21.4.1 Multivariate Normal Distribution

The multivariate normal distribution is a higher-dimensional version of the univariate normal distribution. The MVN distribution has a vector of means of length \(k\) and a \(k\)-by-\(k\) variance-covariance matrix.

We show that a random vector is multivariate normally distributed with

\[ \vec{X} \sim \mathcal{N}(\vec\mu, \boldsymbol\Sigma) \tag{21.2}\]

The PDF of a multivariate normally distributed random variable is

\[ f(x) = (2\pi)^{-k/2}det(\boldsymbol\Sigma)^{-1/2}\exp\left(-\frac{1}{2}(\vec{x} - \vec\mu)^T\boldsymbol\Sigma^{-1}(\vec{x} - \vec\mu)\right) \tag{21.3}\]

21.4.2 K-Means Clustering

K-Means Clustering is a heuristic-based approach to finding latent groups in data. The algorithm assigns each observation to one and only one group through a two step iteration that minimizes the Euclidean distance between observations and centroids for each group.

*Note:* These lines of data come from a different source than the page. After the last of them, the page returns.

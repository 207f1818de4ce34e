use std::error::Error;
use std::fs::File;
use std::io::{self, Read};
use std::os::unix::io::AsRawFd;
use std::path::{Path, PathBuf};
use std::process::exit;
use std::thread::{self, sleep};
use std::time::Duration;

use clap::{value_parser, Arg, ArgAction, ArgMatches, Command};
use daemonize::Daemonize;
use tracing::{info, warn};
use tracing_subscriber::EnvFilter;

use redshift_scheduler::config::{default_config_path, validate_temperature};
use redshift_scheduler::notify::{Notifier, NotifySend, Silent};
use redshift_scheduler::pidfile::{PidFile, DEFAULT_PID_PATH};
use redshift_scheduler::redshift::{Redshift, DEFAULT_PROGRAM};
use redshift_scheduler::status::{StatusFile, DEFAULT_STATUS_PATH};
use redshift_scheduler::{
    evaluate, Clock, Config, FileConfigSource, LocalClock, PollingController, Shutdown, TimeOfDay,
};

type CliResult = Result<(), Box<dyn Error>>;

const VERSION: &str = env!("CARGO_PKG_VERSION");
const LOG_ENV: &str = "REDSHIFT_SCHEDULER_LOG";
const ESC_KEY: u8 = 27;
const ESC_POLL: Duration = Duration::from_millis(100);
const DAEMON_STDOUT: &str = "/tmp/redshift-scheduler.log";
const DAEMON_STDERR: &str = "/tmp/redshift-scheduler.err";

fn cli() -> Command {
    Command::new("redshift-scheduler")
        .version(VERSION)
        .about("Switches redshift between day and night temperatures on a fixed schedule")
        .arg(
            Arg::new("config")
                .short('c')
                .long("config")
                .value_name("PATH")
                .help("Config file (default: $XDG_CONFIG_HOME/redshift-scheduler/config.json)")
                .value_parser(value_parser!(PathBuf))
                .global(true),
        )
        .arg(
            Arg::new("verbose")
                .short('v')
                .long("verbose")
                .help("Display execution details")
                .action(ArgAction::SetTrue)
                .global(true),
        )
        .arg(
            Arg::new("daemon")
                .short('d')
                .long("daemon")
                .help("Run in background (daemon mode)")
                .action(ArgAction::SetTrue)
                .global(true),
        )
        .arg(
            Arg::new("interval")
                .short('i')
                .long("interval")
                .value_name("SECS")
                .help("Seconds between schedule checks")
                .default_value("30")
                .value_parser(value_parser!(u64).range(1..))
                .global(true),
        )
        .arg(
            Arg::new("redshift")
                .long("redshift")
                .value_name("PATH")
                .help("redshift executable")
                .default_value(DEFAULT_PROGRAM)
                .value_parser(value_parser!(PathBuf))
                .global(true),
        )
        .arg(
            Arg::new("timeout")
                .long("timeout")
                .value_name("SECS")
                .help("Give up on a redshift invocation after this many seconds")
                .default_value("10")
                .value_parser(value_parser!(u64).range(1..))
                .global(true),
        )
        .arg(
            Arg::new("status-file")
                .long("status-file")
                .value_name("PATH")
                .default_value(DEFAULT_STATUS_PATH)
                .value_parser(value_parser!(PathBuf))
                .global(true),
        )
        .arg(
            Arg::new("pid-file")
                .long("pid-file")
                .value_name("PATH")
                .default_value(DEFAULT_PID_PATH)
                .value_parser(value_parser!(PathBuf))
                .global(true),
        )
        .arg(
            Arg::new("no-notify")
                .long("no-notify")
                .help("Do not send desktop notifications")
                .action(ArgAction::SetTrue)
                .global(true),
        )
        .subcommand(Command::new("run").about("Run the scheduler (default)"))
        .subcommand(Command::new("now").about("Show the mode the schedule selects right now"))
        .subcommand(Command::new("status").about("Show the mode last applied by the scheduler"))
        .subcommand(Command::new("toggle").about("Flip the enabled switch in the config file"))
        .subcommand(Command::new("enable").about("Enable scheduling"))
        .subcommand(Command::new("disable").about("Disable scheduling"))
        .subcommand(
            Command::new("set")
                .about("Apply a temperature once, outside the schedule")
                .arg(
                    Arg::new("kelvin")
                        .required(true)
                        .value_parser(value_parser!(u32)),
                ),
        )
        .subcommand(
            Command::new("init")
                .about("Write the default config file")
                .arg(
                    Arg::new("force")
                        .short('f')
                        .long("force")
                        .help("Overwrite an existing file")
                        .action(ArgAction::SetTrue),
                ),
        )
        .subcommand(
            Command::new("schedule")
                .about("Set the night window, e.g. `schedule 21:00 08:00`")
                .arg(Arg::new("start").required(true))
                .arg(Arg::new("stop").required(true)),
        )
        .subcommand(
            Command::new("temps")
                .about("Set the day and night temperatures in Kelvin")
                .arg(Arg::new("day").required(true).value_parser(value_parser!(u32)))
                .arg(Arg::new("night").required(true).value_parser(value_parser!(u32))),
        )
}

fn config_path(args: &ArgMatches) -> PathBuf {
    args.get_one::<PathBuf>("config")
        .cloned()
        .unwrap_or_else(default_config_path)
}

fn path_arg(args: &ArgMatches, id: &str) -> PathBuf {
    args.get_one::<PathBuf>(id).cloned().unwrap_or_default()
}

fn secs_arg(args: &ArgMatches, id: &str) -> Duration {
    Duration::from_secs(args.get_one::<u64>(id).copied().unwrap_or(1))
}

fn redshift(args: &ArgMatches) -> Redshift {
    Redshift::new(path_arg(args, "redshift"), secs_arg(args, "timeout"))
}

fn init_logging(verbose: bool, daemon: bool) {
    let default_level = if verbose { "debug" } else { "info" };
    let filter = || EnvFilter::try_from_env(LOG_ENV).unwrap_or_else(|_| EnvFilter::new(default_level));

    // Under the service manager, prefer the journal
    let under_systemd = std::env::var_os("JOURNAL_STREAM").is_some()
        && Path::new("/run/systemd/journal/socket").exists();
    if under_systemd {
        match tracing_journald::layer() {
            Ok(journald) => {
                use tracing_subscriber::prelude::*;
                tracing_subscriber::registry().with(journald).with(filter()).init();
                return;
            }
            Err(e) => eprintln!("Failed to create journald layer: {}, falling back to stdout", e),
        }
    }

    if daemon {
        // stdout is the log file once detached
        tracing_subscriber::fmt()
            .with_target(false)
            .with_env_filter(filter())
            .with_writer(io::stdout)
            .init();
    } else {
        tracing_subscriber::fmt()
            .with_target(false)
            .with_env_filter(filter())
            .with_writer(io::stderr)
            .init();
    }
}

fn stdin_is_terminal() -> bool {
    // SAFETY: isatty only inspects the descriptor.
    unsafe { libc::isatty(io::stdin().as_raw_fd()) == 1 }
}

// Non-blocking check for a pending ESC key press
fn check_esc_key() -> bool {
    use termios::{tcsetattr, Termios, ECHO, ICANON, TCSANOW};

    let stdin = io::stdin();
    let fd = stdin.as_raw_fd();

    if let Ok(mut termios) = Termios::from_fd(fd) {
        let original = termios.clone();

        termios.c_lflag &= !(ICANON | ECHO);
        termios.c_cc[termios::VMIN] = 0;
        termios.c_cc[termios::VTIME] = 0;

        if tcsetattr(fd, TCSANOW, &termios).is_ok() {
            let mut buffer = [0; 1];
            let has_esc = io::stdin().read(&mut buffer).is_ok_and(|n| n > 0 && buffer[0] == ESC_KEY);

            let _ = tcsetattr(fd, TCSANOW, &original);
            return has_esc;
        }
    }

    false
}

fn watch_esc_key(shutdown: Shutdown) -> thread::JoinHandle<()> {
    thread::spawn(move || {
        while !shutdown.is_triggered() {
            if check_esc_key() {
                info!("ESC pressed, exiting");
                shutdown.trigger();
                break;
            }
            sleep(ESC_POLL);
        }
    })
}

fn daemonize() -> CliResult {
    let stdout = File::create(DAEMON_STDOUT)?;
    let stderr = File::create(DAEMON_STDERR)?;

    Daemonize::new()
        .working_directory("/")
        .stdout(stdout)
        .stderr(stderr)
        .start()?;
    Ok(())
}

fn run(args: &ArgMatches) -> CliResult {
    let daemon = args.get_flag("daemon");
    if daemon {
        daemonize()?;
    }
    init_logging(args.get_flag("verbose"), daemon);

    let _pid_file = PidFile::acquire(path_arg(args, "pid-file"))?;

    let config_path = config_path(args);
    if !config_path.exists() {
        match Config::initial().save(&config_path) {
            Ok(()) => info!("Created default config at {:?}", config_path),
            Err(e) => warn!("Could not create default config: {}", e),
        }
    }

    let shutdown = Shutdown::new();
    let on_signal = shutdown.clone();
    if let Err(e) = ctrlc::set_handler(move || on_signal.trigger()) {
        warn!("Failed to set signal handler: {}. Shutdown via signals may not work cleanly.", e);
    }
    let esc_watcher = (!daemon && stdin_is_terminal()).then(|| {
        println!("Press ESC to exit");
        watch_esc_key(shutdown.clone())
    });

    let notifier: Box<dyn Notifier> = if args.get_flag("no-notify") {
        Box::new(Silent)
    } else {
        Box::new(NotifySend)
    };
    let redshift = redshift(args);

    info!("redshift-scheduler {} starting", VERSION);
    info!("Config: {:?}", config_path);
    info!("redshift: {:?}", redshift.program());

    let mut controller = PollingController::new(
        FileConfigSource::new(config_path),
        redshift,
        notifier,
        LocalClock,
        secs_arg(args, "interval"),
    )
    .with_status_file(StatusFile::new(path_arg(args, "status-file")));
    controller.run(&shutdown);

    if let Some(handle) = esc_watcher {
        let _ = handle.join();
    }
    info!("Stopped");
    Ok(())
}

fn now(args: &ArgMatches) -> CliResult {
    let path = config_path(args);
    let config = Config::load(&path).unwrap_or_else(|e| {
        eprintln!("{} - using defaults", e);
        Config::default()
    });
    let time = LocalClock.now();
    let mode = evaluate(time, &config.schedule, config.enabled, &config.temps);
    println!(
        "{}: {} (night {}, enabled: {})",
        time, mode, config.schedule, config.enabled
    );
    Ok(())
}

fn status(args: &ArgMatches) -> CliResult {
    let status = StatusFile::new(path_arg(args, "status-file"));
    match status.read() {
        Ok(mode) => println!("{}", mode),
        Err(e) => println!("unknown ({})", e),
    }
    Ok(())
}

fn edit_config(args: &ArgMatches, edit: impl FnOnce(&mut Config)) -> CliResult {
    let path = config_path(args);
    let mut config = Config::load_or_default(&path)?;
    edit(&mut config);
    config.save(&path)?;
    println!(
        "{}: enabled {}, night {}, day {}K, night {}K",
        path.display(),
        config.enabled,
        config.schedule,
        config.temps.day,
        config.temps.night
    );
    Ok(())
}

fn init(args: &ArgMatches) -> CliResult {
    let path = config_path(args);
    if path.exists() && !args.get_flag("force") {
        return Err(format!("{} already exists (use --force to overwrite)", path.display()).into());
    }
    Config::initial().save(&path)?;
    println!("Wrote {}", path.display());
    Ok(())
}

fn set_schedule(args: &ArgMatches) -> CliResult {
    let arg = |id: &str| args.get_one::<String>(id).map(String::as_str).unwrap_or_default();
    let start: TimeOfDay = arg("start").parse()?;
    let stop: TimeOfDay = arg("stop").parse()?;
    edit_config(args, |config| {
        config.schedule.start = start;
        config.schedule.stop = stop;
    })
}

fn set_temps(args: &ArgMatches) -> CliResult {
    let arg = |id: &str| args.get_one::<u32>(id).copied().unwrap_or_default();
    let day = validate_temperature("day", arg("day"))?;
    let night = validate_temperature("night", arg("night"))?;
    edit_config(args, |config| {
        config.temps.day = day;
        config.temps.night = night;
    })
}

fn set_once(args: &ArgMatches) -> CliResult {
    let kelvin = args.get_one::<u32>("kelvin").copied().unwrap_or_default();
    redshift(args).set_temperature(kelvin)?;
    println!("{}K", kelvin);
    Ok(())
}

fn main() {
    let matches = cli().get_matches();
    let (command, args) = matches.subcommand().unwrap_or(("run", &matches));

    if command != "run" {
        init_logging(args.get_flag("verbose"), false);
    }

    let result = match command {
        "run" => run(args),
        "now" => now(args),
        "status" => status(args),
        "toggle" => edit_config(args, |config| config.enabled = !config.enabled),
        "enable" => edit_config(args, |config| config.enabled = true),
        "disable" => edit_config(args, |config| config.enabled = false),
        "set" => set_once(args),
        "init" => init(args),
        "schedule" => set_schedule(args),
        "temps" => set_temps(args),
        _ => unreachable!("subcommand {} not registered", command),
    };

    if let Err(e) = result {
        eprintln!("Error: {}", e);
        exit(1);
    }
}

Consider the following data set.

Code
data <- tibble(x = c(1, 2, 1, 4, 7, 10, 8),
               y = c(5, 4, 4, 3, 7, 8, 5))

ggplot() +
  geom_point(data = data, aes(x, y), size = 2) +
  scale_x_continuous(limits = c(0, 10)) +
  scale_y_continuous(limits = c(0, 10)) +
  coord_equal() +
  theme_minimal()

Step 1: Randomly place K centroids in your n-dimensional vector space

Code
centroids <- tibble(x = c(2, 5),
                  y = c(5, 5),
                  cluster = c("a", "b"))

ggplot() +
  geom_point(data = data, aes(x, y), size = 2) +
  geom_point(data = centroids, aes(x, y, color = cluster), size = 4) +
  scale_x_continuous(limits = c(0, 10)) +
  scale_y_continuous(limits = c(0, 10)) +
  coord_equal() +
  theme_minimal()

Step 2: Calculate the nearest centroid for each point using a distance measure

Code
centroids <- tibble(x = c(2, 5),
                  y = c(5, 5),
                  cluster = c("a", "b"))

ggplot() +
  geom_point(data = data, aes(x, y), size = 2) +
  geom_point(data = centroids, aes(x, y, color = cluster), size = 4) +
  geom_line(aes(x = c(4, 2), y = c(3, 5)), linetype = "dashed") +  
  geom_line(aes(x = c(4, 5), y = c(3, 5)), linetype = "dashed") +
  scale_x_continuous(limits = c(0, 10)) +
  scale_y_continuous(limits = c(0, 10)) +
  coord_equal() +
  theme_minimal()

Step 3: Assign each point to the nearest centroid

Code
data$cluster <- c("a", "a", "a", "b", "b", "b", "b")

ggplot() +
  geom_point(data = data, aes(x, y, color = cluster), size = 2) +
  geom_point(data = centroids, aes(x, y, color = cluster), size = 4) +
  scale_x_continuous(limits = c(0, 10)) +
  scale_y_continuous(limits = c(0, 10)) +
  coord_equal() +
  theme_minimal()

Step 4: Recalculate the position of the centroids based on the means of the assigned points

Code
centroids2 <- data %>%
  group_by(cluster) %>%
  summarize(x = mean(x), y = mean(y))

ggplot() +
  geom_point(data = data, aes(x, y, color = cluster), size = 2) +
  geom_point(data = centroids, aes(x, y), size = 4, alpha = 0.25) +
  geom_point(data = centroids2, aes(x, y, color = cluster), size = 4) +  
  scale_x_continuous(limits = c(0, 10)) +
  scale_y_continuous(limits = c(0, 10)) +
  coord_equal() +
  theme_minimal()

Step 5: Repeat steps 2-4 until no points change cluster assignments

Code
data$cluster <- c("a", "a", "a", "a", "b", "b", "b")

ggplot() +
  geom_point(data = data, aes(x, y, color = cluster), size = 2) +
  geom_point(data = centroids2, aes(x, y, color = cluster), size = 4) +  
  scale_x_continuous(limits = c(0, 10)) +
  scale_y_continuous(limits = c(0, 10)) +
  coord_equal() +
  theme_minimal()

Exercise 3
  1. Use library(tidyclust) to cluster the faithful data into three clusters.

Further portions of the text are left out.